Data extracted from a collection
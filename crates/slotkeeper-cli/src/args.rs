//! CLI argument definitions using clap
//!
//! - slotkeeper slots                         # Slot report from the server
//! - slotkeeper saves [--chat ID]             # Saved caches, grouped
//! - slotkeeper save/load/clear/rotate ...    # Single-slot operations
//! - slotkeeper preload --chat ID [NAMES]     # Warm caches in batch
//! - slotkeeper heartbeat                     # Keep the model loaded
//! - slotkeeper config init|show|validate     # Configuration

use clap::{Parser, Subcommand};

#[derive(Parser)]
#[command(name = "slotkeeper")]
#[command(about = "Slotkeeper - KV cache slot manager for llama.cpp servers")]
#[command(version)]
pub struct Cli {
    /// Path to configuration file (defaults to ./slotkeeper.toml)
    #[arg(long, global = true)]
    pub config_file: Option<String>,

    /// Enable verbose output
    #[arg(long, short, global = true)]
    pub verbose: bool,

    #[command(subcommand)]
    pub command: Commands,
}

#[derive(Subcommand)]
pub enum Commands {
    /// Show the server's slots and whether they are processing
    Slots,

    /// List saved caches grouped by chat and participant
    Saves {
        /// Only show this chat
        #[arg(long)]
        chat: Option<String>,
    },

    /// Save a slot's cache for a participant
    Save {
        #[arg(long)]
        chat: String,
        #[arg(long)]
        participant: String,
        #[arg(long)]
        slot: usize,
        /// Tagged saves are kept out of rotation
        #[arg(long)]
        tag: Option<String>,
    },

    /// Restore a saved cache into a slot
    Load {
        #[arg(long)]
        chat: String,
        #[arg(long)]
        participant: String,
        #[arg(long)]
        slot: usize,
        /// Exact blob to load; the newest one for the pair otherwise
        #[arg(long)]
        file: Option<String>,
    },

    /// Erase one slot
    Clear {
        #[arg(long)]
        slot: usize,
    },

    /// Erase every slot on the server
    ClearAll,

    /// Delete old autosaves for a participant beyond the retention count
    Rotate {
        #[arg(long)]
        chat: String,
        #[arg(long)]
        participant: String,
    },

    /// Warm caches for participants one after another (Ctrl+C cancels)
    Preload {
        #[arg(long)]
        chat: String,
        /// Participants to preload; pick interactively when omitted
        participants: Vec<String>,
    },

    /// Send keepalive generations until Ctrl+C
    Heartbeat {
        /// Seconds between heartbeats, overriding the configuration
        #[arg(long)]
        interval: Option<u64>,
    },

    /// Manage configuration files
    Config {
        #[command(subcommand)]
        action: ConfigAction,
    },
}

#[derive(Subcommand, Clone)]
pub enum ConfigAction {
    /// Show the effective configuration
    Show,
    /// Validate the configuration file
    Validate,
    /// Write a configuration file with defaults
    Init {
        /// Overwrite an existing file
        #[arg(long)]
        force: bool,
    },
}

▶ Exercise prompt
Each line above that contains the word "caches" must be copied.

▶ Solution for this task
//! - slotkeeper saves [--chat ID]             # Saved caches, grouped
//! - slotkeeper preload --chat ID [NAMES]     # Warm caches in batch
    /// List saved caches grouped by chat and participant
    /// Warm caches for participants one after another (Ctrl+C cancels)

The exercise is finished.